Justyna made me think about how important it is to believe in yourself and to believe that whether or not you can do something has nothing to do with whether you've done it before. She noted that getting that next step position is to some extent about the ability to "sell yourself and sell your skills."
Justyna further shared that one thing that has supported her journey is that others recognized her "experience, interest, curiosity and capacity" even when she didn't have direct experience in that new endeavor. We all need those first chances to prove that we can ably tackle a new challenge. I'm guessing that Justyna's supporters and mentors recognized that confidence in her, which conveys a clear message of capacity and competence.

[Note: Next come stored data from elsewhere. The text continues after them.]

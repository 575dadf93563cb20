use std::path::PathBuf;
use std::sync::Arc;

use anyhow::{Context, Result};
use chrono::{DateTime, NaiveDate, Utc};
use clap::{Args, Parser, Subcommand};
use rust_decimal::Decimal;
use serde::Serialize;
use serde_json::json;
use tracing_subscriber::{fmt, prelude::*, EnvFilter};

use lotfolio::config::{default_config_path, ResolvedConfig};
use lotfolio::format::MoneyFormat;
use lotfolio::fx::RateTable;
use lotfolio::holdings::LotFilter;
use lotfolio::market_data::{
    build_fx_source, env_key_lookup, resolver_from_config, JsonFilePriceCache,
};
use lotfolio::models::{AssetType, Currency, Id, Known, LotEdit, NewLot, Symbol};
use lotfolio::portfolio::PortfolioService;
use lotfolio::snapshot::SnapshotManager;
use lotfolio::storage::{JsonFileAssetCatalog, JsonFileStorage, ManualPriceBook, Storage};
use lotfolio::valuation::PortfolioValuation;

#[derive(Parser)]
#[command(name = "lotfolio")]
#[command(about = "Lot-based portfolio valuation with cached market prices")]
struct Cli {
    /// Path to config file
    #[arg(short, long, default_value_os_t = default_config_path())]
    config: PathBuf,

    /// User whose portfolio is read and written
    #[arg(short, long, env = "LOTFOLIO_USER", default_value = "default")]
    user: String,

    /// Emit logs as JSON lines on stderr
    #[arg(long)]
    log_json: bool,

    #[command(subcommand)]
    command: Command,
}

#[derive(Subcommand)]
enum Command {
    /// Manage purchase lots
    #[command(subcommand)]
    Lots(LotsCommand),
    /// Manage the asset catalog
    #[command(subcommand)]
    Assets(AssetsCommand),
    /// Resolve current prices, or record a manual price
    Prices(PricesArgs),
    /// Value the portfolio in the display currency
    Value {
        /// Bypass fresh cached quotes
        #[arg(long)]
        refresh: bool,
        #[command(flatten)]
        filter: FilterArgs,
    },
    /// Capture today's portfolio snapshot
    Snapshot {
        /// Capture for this instant instead of now (RFC 3339)
        #[arg(long)]
        as_of: Option<DateTime<Utc>>,
    },
    /// List stored snapshots
    History {
        /// Show only the snapshot of this day
        #[arg(long, conflicts_with_all = ["from", "to"])]
        on: Option<NaiveDate>,
        #[arg(long)]
        from: Option<NaiveDate>,
        #[arg(long)]
        to: Option<NaiveDate>,
    },
    /// Dividend records and trailing-12-month yields
    #[command(subcommand)]
    Dividends(DividendsCommand),
    /// Show current configuration
    Config,
}

#[derive(Subcommand)]
enum LotsCommand {
    /// Record a purchase
    Add {
        symbol: String,
        quantity: Decimal,
        price: Decimal,
        #[arg(long, default_value = "USD")]
        currency: String,
        /// Purchase date (defaults to today)
        #[arg(long)]
        date: Option<NaiveDate>,
        #[arg(long, default_value = "")]
        platform: String,
        #[arg(long)]
        notes: Option<String>,
    },
    /// Change fields of an existing lot
    Edit {
        lot_id: String,
        #[arg(long)]
        quantity: Option<Decimal>,
        #[arg(long)]
        price: Option<Decimal>,
        #[arg(long)]
        currency: Option<String>,
        #[arg(long)]
        date: Option<NaiveDate>,
        #[arg(long)]
        platform: Option<String>,
        #[arg(long)]
        notes: Option<String>,
    },
    List {
        #[command(flatten)]
        filter: FilterArgs,
    },
    /// Delete a lot and its dividend records
    Remove { lot_id: String },
}

#[derive(Subcommand)]
enum AssetsCommand {
    List,
    /// Define a custom asset priced from manual entries
    Add {
        symbol: String,
        name: String,
        #[arg(long)]
        precision: Option<u32>,
    },
}

#[derive(Args)]
#[command(args_conflicts_with_subcommands = true)]
struct PricesArgs {
    #[command(subcommand)]
    command: Option<PricesCommand>,

    /// Bypass fresh cached quotes
    #[arg(long)]
    refresh: bool,

    symbols: Vec<String>,
}

#[derive(Subcommand)]
enum PricesCommand {
    /// Record a manual price for a custom asset
    Set {
        symbol: String,
        price: Decimal,
        #[arg(long, default_value = "USD")]
        currency: Currency,
    },
    /// Show every cached quote
    Cached,
}

#[derive(Subcommand)]
enum DividendsCommand {
    /// Yield per holding as of a date (defaults to today)
    List {
        #[arg(long)]
        as_of: Option<NaiveDate>,
    },
    Add {
        lot_id: String,
        amount: Decimal,
        #[arg(long, default_value = "USD")]
        currency: Currency,
        #[arg(long)]
        date: NaiveDate,
    },
}

#[derive(Args)]
struct FilterArgs {
    #[arg(long)]
    symbol: Option<String>,
    #[arg(long = "type")]
    asset_type: Option<AssetType>,
    #[arg(long)]
    platform: Option<String>,
    #[arg(long)]
    search: Option<String>,
}

impl FilterArgs {
    fn into_filter(self) -> LotFilter {
        LotFilter {
            symbol: self.symbol.map(Symbol::new),
            asset_type: self.asset_type,
            platform: self.platform,
            search: self.search,
        }
    }
}

fn init_tracing(json: bool) {
    let filter = EnvFilter::try_from_default_env().unwrap_or_else(|_| EnvFilter::new("warn"));
    let layer = fmt::layer().with_writer(std::io::stderr).with_target(true);
    if json {
        tracing_subscriber::registry()
            .with(filter)
            .with(layer.json())
            .init();
    } else {
        tracing_subscriber::registry().with(filter).with(layer).init();
    }
}

fn print_json<T: Serialize>(value: &T) -> Result<()> {
    println!("{}", serde_json::to_string_pretty(value)?);
    Ok(())
}

fn build_service(config: &ResolvedConfig) -> Result<PortfolioService> {
    let storage: Arc<dyn Storage> = Arc::new(JsonFileStorage::new(&config.data_dir));
    let catalog = Arc::new(JsonFileAssetCatalog::new(config.data_dir.join("assets.json")));
    let cache = Arc::new(JsonFilePriceCache::new(config.data_dir.join("price_cache.json")));

    let resolver = resolver_from_config(cache, config, &env_key_lookup)
        .with_manual_prices(Arc::new(ManualPriceBook::new(storage.clone())));
    let static_rates =
        RateTable::from_static(&config.fx.rates).context("Invalid [fx.rates] entry")?;

    let mut service = PortfolioService::new(storage, catalog, Arc::new(resolver))
        .with_static_rates(static_rates)
        .with_display_currency(config.display_currency.clone())
        .with_custom_precision(config.assets.custom_precision);
    if let Some(source) = build_fx_source(&config.fx) {
        service = service.with_fx_source(source);
    }
    Ok(service)
}

/// Human-readable totals printed next to the raw figures.
fn valuation_summary(valuation: &PortfolioValuation, money: &MoneyFormat) -> serde_json::Value {
    let currency = &valuation.currency;
    json!({
        "total_value": money.money(valuation.total_value, currency),
        "total_cost_basis": money.money(valuation.total_cost_basis, currency),
        "total_gain_loss": money.money(valuation.total_gain_loss, currency),
        "total_gain_loss_pct": money.percent(Known::Known(valuation.total_gain_loss_pct)),
        "holdings": valuation.holdings.iter().map(|h| json!({
            "symbol": h.symbol,
            "value": money.known_money(h.current_value, currency),
            "gain_loss": money.known_money(h.gain_loss, currency),
            "gain_loss_pct": money.percent(h.gain_loss_pct),
        })).collect::<Vec<_>>(),
    })
}

#[tokio::main]
async fn main() -> Result<()> {
    let cli = Cli::parse();
    init_tracing(cli.log_json);

    let config = ResolvedConfig::load_or_default(&cli.config)
        .with_context(|| format!("Failed to load lotfolio config: {}", cli.config.display()))?;
    let user = Id::from_string_checked(cli.user.as_str()).context("Invalid user id")?;
    let service = Arc::new(build_service(&config)?);
    let money = MoneyFormat::new(&config.display);

    match cli.command {
        Command::Lots(cmd) => match cmd {
            LotsCommand::Add {
                symbol,
                quantity,
                price,
                currency,
                date,
                platform,
                notes,
            } => {
                let purchase_date = date.unwrap_or_else(|| Utc::now().with_timezone(&config.timezone).date_naive());
                let lot = service
                    .add_lot(
                        &user,
                        NewLot {
                            symbol: Symbol::new(symbol),
                            quantity,
                            purchase_price: price,
                            currency,
                            purchase_date,
                            platform,
                            notes,
                        },
                    )
                    .await?;
                print_json(&lot)?;
            }
            LotsCommand::Edit {
                lot_id,
                quantity,
                price,
                currency,
                date,
                platform,
                notes,
            } => {
                let edit = LotEdit {
                    quantity,
                    purchase_price: price,
                    currency,
                    purchase_date: date,
                    platform,
                    notes: notes.map(|n| Some(n).filter(|n| !n.is_empty())),
                };
                let lot = service.edit_lot(&user, &Id::from_string(lot_id), edit).await?;
                print_json(&lot)?;
            }
            LotsCommand::List { filter } => {
                let lots = service.list_lots(&user, &filter.into_filter()).await?;
                print_json(&lots)?;
            }
            LotsCommand::Remove { lot_id } => {
                let lot_id = Id::from_string(lot_id);
                let removed = service.remove_lot(&user, &lot_id).await?;
                if !removed {
                    anyhow::bail!("Lot not found: {lot_id}");
                }
                print_json(&json!({ "removed": lot_id }))?;
            }
        },

        Command::Assets(cmd) => match cmd {
            AssetsCommand::List => print_json(&service.list_assets().await?)?,
            AssetsCommand::Add {
                symbol,
                name,
                precision,
            } => {
                let definition = service.define_custom_asset(symbol, name, precision).await?;
                print_json(&definition)?;
            }
        },

        Command::Prices(args) => match args.command {
            Some(PricesCommand::Set {
                symbol,
                price,
                currency,
            }) => {
                let manual = service.record_manual_price(symbol, price, currency).await?;
                print_json(&manual)?;
            }
            Some(PricesCommand::Cached) => {
                print_json(&service.resolver().cached_quotes().await?)?;
            }
            None => {
                if args.symbols.is_empty() {
                    anyhow::bail!("No symbols given");
                }
                let symbols: Vec<Symbol> = args.symbols.iter().map(Symbol::new).collect();
                let prices = service.resolve_symbols(&symbols, args.refresh).await?;
                print_json(&prices)?;
            }
        },

        Command::Value { refresh, filter } => {
            let valuation = service
                .valuation(&user, &filter.into_filter(), refresh)
                .await?;
            let summary = valuation_summary(&valuation, &money);
            print_json(&json!({ "valuation": valuation, "summary": summary }))?;
        }

        Command::Snapshot { as_of } => {
            let manager = SnapshotManager::new(service.clone()).with_timezone(config.timezone);
            let (snapshot, outcome) = manager.capture_snapshot(&user, as_of).await?;
            print_json(&json!({ "outcome": outcome, "snapshot": snapshot }))?;
        }

        Command::History { on, from, to } => {
            let manager = SnapshotManager::new(service.clone()).with_timezone(config.timezone);
            match on {
                Some(day) => {
                    let snapshot = manager
                        .snapshot_for(&user, day)
                        .await?
                        .with_context(|| format!("No snapshot stored for {day}"))?;
                    print_json(&snapshot)?;
                }
                None => print_json(&manager.history(&user, from, to).await?)?,
            }
        }

        Command::Dividends(cmd) => match cmd {
            DividendsCommand::List { as_of } => {
                let as_of = as_of.unwrap_or_else(|| Utc::now().with_timezone(&config.timezone).date_naive());
                print_json(&service.dividend_yields(&user, as_of).await?)?;
            }
            DividendsCommand::Add {
                lot_id,
                amount,
                currency,
                date,
            } => {
                let payment = service
                    .record_dividend(&user, &Id::from_string(lot_id), amount, currency, date)
                    .await?;
                print_json(&payment)?;
            }
        },

        Command::Config => {
            print_json(&json!({
                "config_file": cli.config,
                "data_dir": config.data_dir,
                "display_currency": config.display_currency,
                "base_currency": config.base_currency,
                "timezone": config.timezone.name(),
            }))?;
        }
    }

    Ok(())
}
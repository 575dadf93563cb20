use std::collections::{BTreeMap, HashMap};
use std::str::FromStr;

use chrono::{DateTime, Utc};
use rust_decimal::Decimal;
use serde::{Deserialize, Serialize};

use crate::models::{Currency, CurrencyError};

#[derive(Debug, thiserror::Error, PartialEq, Eq)]
pub enum FxError {
    #[error("Exchange rate {from}->{to} must be positive (got {rate})")]
    NonPositiveRate {
        from: Currency,
        to: Currency,
        rate: Decimal,
    },
    #[error("Malformed currency pair {0:?}: expected \"FROM/TO\"")]
    MalformedPair(String),
    #[error("Invalid rate value {0:?}")]
    InvalidRate(String),
    #[error(transparent)]
    Currency(#[from] CurrencyError),
}

/// Directed rate: one unit of `from` is worth `rate` units of `to`.
#[derive(Debug, Clone, PartialEq, Serialize, Deserialize)]
pub struct ExchangeRate {
    pub from: Currency,
    pub to: Currency,
    pub rate: Decimal,
    pub source: String,
    #[serde(skip_serializing_if = "Option::is_none")]
    pub fetched_at: Option<DateTime<Utc>>,
}

impl ExchangeRate {
    pub fn new(from: Currency, to: Currency, rate: Decimal, source: impl Into<String>) -> Self {
        Self {
            from,
            to,
            rate,
            source: source.into(),
            fetched_at: None,
        }
    }
}

/// Directed exchange rates valid for one valuation.
///
/// `A->B` and `B->A` are independent entries; an inverse is never derived.
#[derive(Debug, Clone, Default)]
pub struct RateTable {
    rates: HashMap<(Currency, Currency), ExchangeRate>,
}

impl RateTable {
    pub fn new() -> Self {
        Self::default()
    }

    /// Parse `"FROM/TO" = "rate"` entries from configuration.
    pub fn from_static(entries: &BTreeMap<String, String>) -> Result<Self, FxError> {
        let mut table = Self::new();
        for (pair, value) in entries {
            let (from, to) = pair
                .split_once('/')
                .ok_or_else(|| FxError::MalformedPair(pair.clone()))?;
            let from = Currency::parse(from)?;
            let to = Currency::parse(to)?;
            let rate = Decimal::from_str(value.trim())
                .map_err(|_| FxError::InvalidRate(value.clone()))?;
            table.insert(ExchangeRate::new(from, to, rate, "config"))?;
        }
        Ok(table)
    }

    /// Insert or replace the rate for `rate.from -> rate.to`.
    pub fn insert(&mut self, rate: ExchangeRate) -> Result<(), FxError> {
        if rate.rate <= Decimal::ZERO {
            return Err(FxError::NonPositiveRate {
                from: rate.from,
                to: rate.to,
                rate: rate.rate,
            });
        }
        self.rates
            .insert((rate.from.clone(), rate.to.clone()), rate);
        Ok(())
    }

    pub fn get(&self, from: &Currency, to: &Currency) -> Option<&ExchangeRate> {
        self.rates.get(&(from.clone(), to.clone()))
    }

    pub fn rate(&self, from: &Currency, to: &Currency) -> Option<Decimal> {
        self.get(from, to).map(|r| r.rate)
    }

    pub fn contains(&self, from: &Currency, to: &Currency) -> bool {
        self.rates.contains_key(&(from.clone(), to.clone()))
    }

    pub fn len(&self) -> usize {
        self.rates.len()
    }

    pub fn is_empty(&self) -> bool {
        self.rates.is_empty()
    }

    pub fn iter(&self) -> impl Iterator<Item = &ExchangeRate> {
        self.rates.values()
    }
}
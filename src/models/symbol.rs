use std::fmt;

use serde::{Deserialize, Serialize};

/// Canonical ticker symbol (`BTC`, `AAPL`, `VWCE`).
///
/// Symbols are trimmed and upper-cased on construction so lots, cache entries
/// and catalog lookups agree on a single key.
#[derive(Debug, Clone, PartialEq, Eq, Hash, PartialOrd, Ord, Serialize, Deserialize)]
#[serde(from = "String", into = "String")]
pub struct Symbol(String);

impl Symbol {
    pub fn new(value: impl AsRef<str>) -> Self {
        Self(value.as_ref().trim().to_uppercase())
    }

    pub fn as_str(&self) -> &str {
        &self.0
    }

    pub fn is_empty(&self) -> bool {
        self.0.is_empty()
    }
}

impl fmt::Display for Symbol {
    fn fmt(&self, f: &mut fmt::Formatter<'_>) -> fmt::Result {
        self.0.fmt(f)
    }
}

impl From<String> for Symbol {
    fn from(value: String) -> Self {
        Self::new(value)
    }
}

impl From<&str> for Symbol {
    fn from(value: &str) -> Self {
        Self::new(value)
    }
}

impl From<Symbol> for String {
    fn from(value: Symbol) -> Self {
        value.0
    }
}

impl AsRef<str> for Symbol {
    fn as_ref(&self) -> &str {
        self.as_str()
    }
}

When she shared that perspective on the importance of self-confidence, I immediately thought about something my dad taught me about it. In tenth grade, I was campaigning for class president. I was fully sure of my skill set, abilities, interest in, and commitment to the job. Yet just before the day of elections, I became very nervous about voting for myself. This was in the days of paper/pencil "secret ballots" that would be passed out, marked, and passed back in during the homeroom block.
I was convinced that if someone saw my ballot and observed that I had voted for myself that I would be seen as arrogant or stuck up. (You know how that goes in high school). So I went home with the election scheduled for the next morning and asked my dad what I should do. I explained the situation, my concern, and asked him whether I should vote for myself or one of the other candidates.
He thought for a moment and I still remember his exact words, even after more than twenty-five years. He looked at me and said:
"Well, Renea. . . the way I see it is if you can't vote for yourself,
how can you expect anybody else to?"
Sometimes we forget that having confidence is not just about sending a message to others; it's about sending a message to ourselves.